**EXERCISE PROMPT:**
The line containing "table.name()" and every line after it, through the end of the records below: repeat them exactly, nothing more.

**DATA TO USE:**
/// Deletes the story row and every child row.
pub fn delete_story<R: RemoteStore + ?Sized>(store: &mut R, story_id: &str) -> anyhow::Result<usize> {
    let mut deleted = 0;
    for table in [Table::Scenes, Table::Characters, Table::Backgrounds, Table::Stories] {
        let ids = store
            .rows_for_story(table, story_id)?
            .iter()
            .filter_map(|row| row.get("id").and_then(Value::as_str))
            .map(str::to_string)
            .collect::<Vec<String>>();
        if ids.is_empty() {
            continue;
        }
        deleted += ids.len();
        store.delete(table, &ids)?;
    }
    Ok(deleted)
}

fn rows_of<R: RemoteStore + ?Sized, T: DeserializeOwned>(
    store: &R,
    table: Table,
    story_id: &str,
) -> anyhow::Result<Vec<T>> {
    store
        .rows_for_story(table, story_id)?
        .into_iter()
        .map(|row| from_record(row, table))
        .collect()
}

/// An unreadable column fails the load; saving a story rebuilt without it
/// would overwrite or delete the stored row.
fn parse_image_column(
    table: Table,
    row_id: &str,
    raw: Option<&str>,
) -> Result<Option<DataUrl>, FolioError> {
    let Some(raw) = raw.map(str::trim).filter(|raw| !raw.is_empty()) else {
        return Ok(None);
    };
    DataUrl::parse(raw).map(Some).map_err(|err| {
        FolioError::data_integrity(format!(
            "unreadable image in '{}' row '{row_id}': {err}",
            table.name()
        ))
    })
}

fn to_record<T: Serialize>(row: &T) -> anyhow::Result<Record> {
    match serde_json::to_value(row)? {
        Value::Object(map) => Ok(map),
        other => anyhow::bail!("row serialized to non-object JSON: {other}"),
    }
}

**YOUR SOLUTION:**
            table.name()
        ))
    })
}

fn to_record<T: Serialize>(row: &T) -> anyhow::Result<Record> {
    match serde_json::to_value(row)? {
        Value::Object(map) => Ok(map),
        other => anyhow::bail!("row serialized to non-object JSON: {other}"),
    }
}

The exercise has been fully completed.